> **INFORMATION SHOWN**
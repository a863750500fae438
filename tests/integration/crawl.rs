//! End-to-end crawls against mock sites

use crate::common::{http_escalator, ok_page, page, policy, running_job, ScriptedStrategy, TEST_AGENT};
use harvest_engine::crawler::{CrawlEngine, CrawlOutcome};
use harvest_engine::fetch::{FetchEscalator, StrategyKind};
use harvest_engine::jobs::{CrawlJob, JobSpec};
use harvest_engine::robots::robots_client;
use harvest_engine::scrape::{ScrapeOptions, Scraper};
use harvest_engine::storage::{JobStore, MemoryJobStore};
use std::sync::Arc;
use std::time::{Duration, Instant};
use tokio_util::sync::CancellationToken;
use wiremock::matchers::{method, path, path_regex};
use wiremock::{Mock, MockServer, ResponseTemplate};

fn html(body: String) -> ResponseTemplate {
    ResponseTemplate::new(200)
        .set_body_string(body)
        .insert_header("content-type", "text/html")
}

async fn mount_page(server: &MockServer, route: &str, links: &[&str]) {
    let links: Vec<String> = links
        .iter()
        .map(|l| format!("{}{}", server.uri(), l))
        .collect();
    Mock::given(method("GET"))
        .and(path(route))
        .respond_with(html(page(route, &links)))
        .mount(server)
        .await;
}

async fn mount_robots(server: &MockServer, response: ResponseTemplate) {
    Mock::given(method("GET"))
        .and(path("/robots.txt"))
        .respond_with(response)
        .mount(server)
        .await;
}

fn engine(store: &Arc<dyn JobStore>) -> CrawlEngine {
    engine_with(store, Scraper::new(http_escalator()))
}

fn engine_with(store: &Arc<dyn JobStore>, scraper: Scraper) -> CrawlEngine {
    let client = robots_client(TEST_AGENT, Duration::from_secs(5)).unwrap();
    CrawlEngine::new(scraper, Arc::clone(store), client, TEST_AGENT)
}

fn crawl_of(server: &MockServer) -> CrawlJob {
    CrawlJob {
        url: format!("{}/", server.uri()),
        concurrency: 2,
        ..CrawlJob::default()
    }
}

async fn run(store: &Arc<dyn JobStore>, job: CrawlJob) -> (uuid::Uuid, CrawlOutcome) {
    let id = running_job(store, JobSpec::Crawl(job.clone())).await;
    let outcome = engine(store)
        .run(id, &job, None, &CancellationToken::new())
        .await
        .unwrap();
    (id, outcome)
}

fn paths(results: &[harvest_engine::storage::JobResult]) -> Vec<String> {
    let mut paths: Vec<String> = results
        .iter()
        .map(|r| url::Url::parse(&r.url).unwrap().path().to_string())
        .collect();
    paths.sort();
    paths
}

#[tokio::test]
async fn test_crawl_visits_each_page_once() {
    let server = MockServer::start().await;
    mount_robots(&server, ResponseTemplate::new(404)).await;
    mount_page(&server, "/", &["/a", "/b", "/a#again", "/b/"]).await;
    mount_page(&server, "/a", &["/", "/c"]).await;
    mount_page(&server, "/b", &["/c", "/a"]).await;
    mount_page(&server, "/c", &["/"]).await;

    let store: Arc<dyn JobStore> = Arc::new(MemoryJobStore::new());
    let (id, outcome) = run(&store, crawl_of(&server)).await;

    assert_eq!(outcome, CrawlOutcome::Completed);
    let results = store.get_results(id).await.unwrap();
    assert_eq!(paths(&results), vec!["/", "/a", "/b", "/c"]);
    assert!(results.iter().all(|r| r.success));

    let job = store.get_job(id).await.unwrap().unwrap();
    assert_eq!(job.completed_units, 4);
    assert_eq!(job.total_units, 4);
}

#[tokio::test]
async fn test_crawl_respects_max_depth() {
    let server = MockServer::start().await;
    mount_robots(&server, ResponseTemplate::new(404)).await;
    mount_page(&server, "/", &["/one"]).await;
    mount_page(&server, "/one", &["/two"]).await;
    mount_page(&server, "/two", &["/three"]).await;
    mount_page(&server, "/three", &[]).await;

    let store: Arc<dyn JobStore> = Arc::new(MemoryJobStore::new());
    let job = CrawlJob {
        max_depth: 1,
        ..crawl_of(&server)
    };
    let (id, _) = run(&store, job).await;

    let results = store.get_results(id).await.unwrap();
    assert_eq!(paths(&results), vec!["/", "/one"]);
}

#[tokio::test]
async fn test_page_cap_completes_crawl() {
    let server = MockServer::start().await;
    mount_robots(&server, ResponseTemplate::new(404)).await;

    let links: Vec<String> = (0..100).map(|i| format!("/p{}", i)).collect();
    let link_refs: Vec<&str> = links.iter().map(String::as_str).collect();
    mount_page(&server, "/", &link_refs).await;
    Mock::given(method("GET"))
        .and(path_regex(r"^/p\d+$"))
        .respond_with(html(page("leaf", &[])))
        .mount(&server)
        .await;

    let store: Arc<dyn JobStore> = Arc::new(MemoryJobStore::new());
    let job = CrawlJob {
        max_pages: 10,
        concurrency: 5,
        ..crawl_of(&server)
    };
    let (id, outcome) = run(&store, job).await;

    assert_eq!(outcome, CrawlOutcome::Completed);
    assert_eq!(store.get_results(id).await.unwrap().len(), 10);
    let record = store.get_job(id).await.unwrap().unwrap();
    assert_eq!(record.completed_units, 10);
    assert_eq!(record.total_units, 10);
}

#[tokio::test]
async fn test_failed_page_does_not_stop_crawl() {
    let server = MockServer::start().await;
    mount_robots(&server, ResponseTemplate::new(404)).await;
    mount_page(&server, "/", &["/broken", "/fine"]).await;
    mount_page(&server, "/fine", &[]).await;
    Mock::given(method("GET"))
        .and(path("/broken"))
        .respond_with(ResponseTemplate::new(500).set_body_string("Internal Server Error"))
        .mount(&server)
        .await;

    let store: Arc<dyn JobStore> = Arc::new(MemoryJobStore::new());
    let (id, outcome) = run(&store, crawl_of(&server)).await;

    assert_eq!(outcome, CrawlOutcome::Completed);
    let results = store.get_results(id).await.unwrap();
    assert_eq!(results.len(), 3);

    let broken = results.iter().find(|r| r.url.ends_with("/broken")).unwrap();
    assert!(!broken.success);
    assert!(broken.error.is_some());
    assert_eq!(results.iter().filter(|r| r.success).count(), 2);
}

#[tokio::test]
async fn test_robots_disallow_is_honored() {
    let server = MockServer::start().await;
    mount_robots(
        &server,
        ResponseTemplate::new(200).set_body_string("User-agent: *\nDisallow: /private\n"),
    )
    .await;
    mount_page(&server, "/", &["/public", "/private/report"]).await;
    mount_page(&server, "/public", &[]).await;
    mount_page(&server, "/private/report", &[]).await;

    let store: Arc<dyn JobStore> = Arc::new(MemoryJobStore::new());
    let (id, _) = run(&store, crawl_of(&server)).await;
    assert_eq!(
        paths(&store.get_results(id).await.unwrap()),
        vec!["/", "/public"]
    );

    let ignoring = CrawlJob {
        respect_robots_txt: false,
        ..crawl_of(&server)
    };
    let (id, _) = run(&store, ignoring).await;
    assert_eq!(
        paths(&store.get_results(id).await.unwrap()),
        vec!["/", "/private/report", "/public"]
    );
}

#[tokio::test]
async fn test_robots_failure_allows_everything() {
    let server = MockServer::start().await;
    mount_robots(&server, ResponseTemplate::new(503)).await;
    mount_page(&server, "/", &["/next"]).await;
    mount_page(&server, "/next", &[]).await;

    let store: Arc<dyn JobStore> = Arc::new(MemoryJobStore::new());
    let (id, _) = run(&store, crawl_of(&server)).await;

    assert_eq!(paths(&store.get_results(id).await.unwrap()), vec!["/", "/next"]);
}

#[tokio::test]
async fn test_external_links_stay_unvisited() {
    let server = MockServer::start().await;
    let other = MockServer::start().await;
    mount_robots(&server, ResponseTemplate::new(404)).await;

    let external = format!("http://localhost:{}/elsewhere", other.address().port());
    Mock::given(method("GET"))
        .and(path("/"))
        .respond_with(html(page("home", &[external])))
        .mount(&server)
        .await;
    Mock::given(method("GET"))
        .respond_with(html(page("elsewhere", &[])))
        .expect(0)
        .mount(&other)
        .await;

    let store: Arc<dyn JobStore> = Arc::new(MemoryJobStore::new());
    let (id, _) = run(&store, crawl_of(&server)).await;

    assert_eq!(store.get_results(id).await.unwrap().len(), 1);
}

#[tokio::test]
async fn test_cancel_returns_within_fetch_timeout() {
    let server = MockServer::start().await;
    mount_robots(&server, ResponseTemplate::new(404)).await;
    mount_page(&server, "/", &["/slow1", "/slow2"]).await;
    Mock::given(method("GET"))
        .and(path_regex(r"^/slow\d$"))
        .respond_with(html(page("slow", &[])).set_delay(Duration::from_secs(10)))
        .mount(&server)
        .await;

    let store: Arc<dyn JobStore> = Arc::new(MemoryJobStore::new());
    let job = CrawlJob {
        scrape_options: ScrapeOptions {
            timeout: 1_000,
            ..ScrapeOptions::default()
        },
        ..crawl_of(&server)
    };
    let id = running_job(&store, JobSpec::Crawl(job.clone())).await;

    let cancel = CancellationToken::new();
    let trigger = cancel.clone();
    let watcher_store = Arc::clone(&store);
    tokio::spawn(async move {
        // Cancel once the start page is recorded and the slow pages are in flight
        loop {
            if !watcher_store.get_results(id).await.unwrap().is_empty() {
                break;
            }
            tokio::time::sleep(Duration::from_millis(20)).await;
        }
        trigger.cancel();
    });

    let started = Instant::now();
    let outcome = engine(&store).run(id, &job, None, &cancel).await.unwrap();

    assert_eq!(outcome, CrawlOutcome::Cancelled);
    assert!(started.elapsed() < Duration::from_secs(5));
    let results = store.get_results(id).await.unwrap();
    assert!(!results.is_empty());
    assert!(results[0].success);
}

#[tokio::test]
async fn test_depth_one_pages_fetched_before_depth_two() {
    let server = MockServer::start().await;
    mount_robots(&server, ResponseTemplate::new(404)).await;
    mount_page(&server, "/", &["/a1", "/a2", "/a3"]).await;
    for a in 1..=3 {
        let children: Vec<String> = (1..=2)
            .map(|b| format!("{}/b{}{}", server.uri(), a, b))
            .collect();
        Mock::given(method("GET"))
            .and(path(format!("/a{}", a)))
            .respond_with(html(page("depth one", &children)).set_delay(Duration::from_millis(200)))
            .mount(&server)
            .await;
    }
    Mock::given(method("GET"))
        .and(path_regex(r"^/b\d\d$"))
        .respond_with(html(page("depth two", &[])))
        .mount(&server)
        .await;

    let store: Arc<dyn JobStore> = Arc::new(MemoryJobStore::new());
    let job = CrawlJob {
        concurrency: 3,
        ..crawl_of(&server)
    };
    let (_, outcome) = run(&store, job).await;
    assert_eq!(outcome, CrawlOutcome::Completed);

    let order: Vec<String> = server
        .received_requests()
        .await
        .unwrap()
        .into_iter()
        .map(|r| r.url.path().to_string())
        .filter(|p| p != "/robots.txt")
        .collect();
    assert_eq!(order.len(), 10);

    let last_depth_one = order.iter().rposition(|p| p.starts_with("/a")).unwrap();
    let first_depth_two = order.iter().position(|p| p.starts_with("/b")).unwrap();
    assert!(
        last_depth_one < first_depth_two,
        "depth-2 page fetched before all depth-1 pages: {:?}",
        order
    );
}

#[tokio::test]
async fn test_panicking_page_is_recorded_as_failure() {
    let strategy = ScriptedStrategy::new(StrategyKind::GenericClient, |url| {
        if url.ends_with("/boom") {
            panic!("parser blew up on {}", url);
        }
        let links = vec![
            "https://site.test/boom".to_string(),
            "https://site.test/fine".to_string(),
        ];
        Ok(ok_page(url, &page("site", &links)))
    });
    let escalator = Arc::new(FetchEscalator::new(vec![strategy], policy()));

    let store: Arc<dyn JobStore> = Arc::new(MemoryJobStore::new());
    let job = CrawlJob {
        url: "https://site.test/".to_string(),
        respect_robots_txt: false,
        concurrency: 2,
        ..CrawlJob::default()
    };
    let id = running_job(&store, JobSpec::Crawl(job.clone())).await;
    let outcome = engine_with(&store, Scraper::new(escalator))
        .run(id, &job, None, &CancellationToken::new())
        .await
        .unwrap();
    assert_eq!(outcome, CrawlOutcome::Completed);

    let results = store.get_results(id).await.unwrap();
    assert_eq!(paths(&results), vec!["/", "/boom", "/fine"]);
    let boom = results.iter().find(|r| r.url.ends_with("/boom")).unwrap();
    assert!(!boom.success);
    assert_eq!(boom.error.as_deref(), Some("task panicked"));
    assert_eq!(results.iter().filter(|r| r.success).count(), 2);
}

> **WHAT NEEDS TO BE DONE**
Only lines of the data holding the word "report" go in the answer. Please copy each of them.

> **EXERCISE ANSWER**
    mount_page(&server, "/", &["/public", "/private/report"]).await;
    mount_page(&server, "/private/report", &[]).await;
        vec!["/", "/private/report", "/public"]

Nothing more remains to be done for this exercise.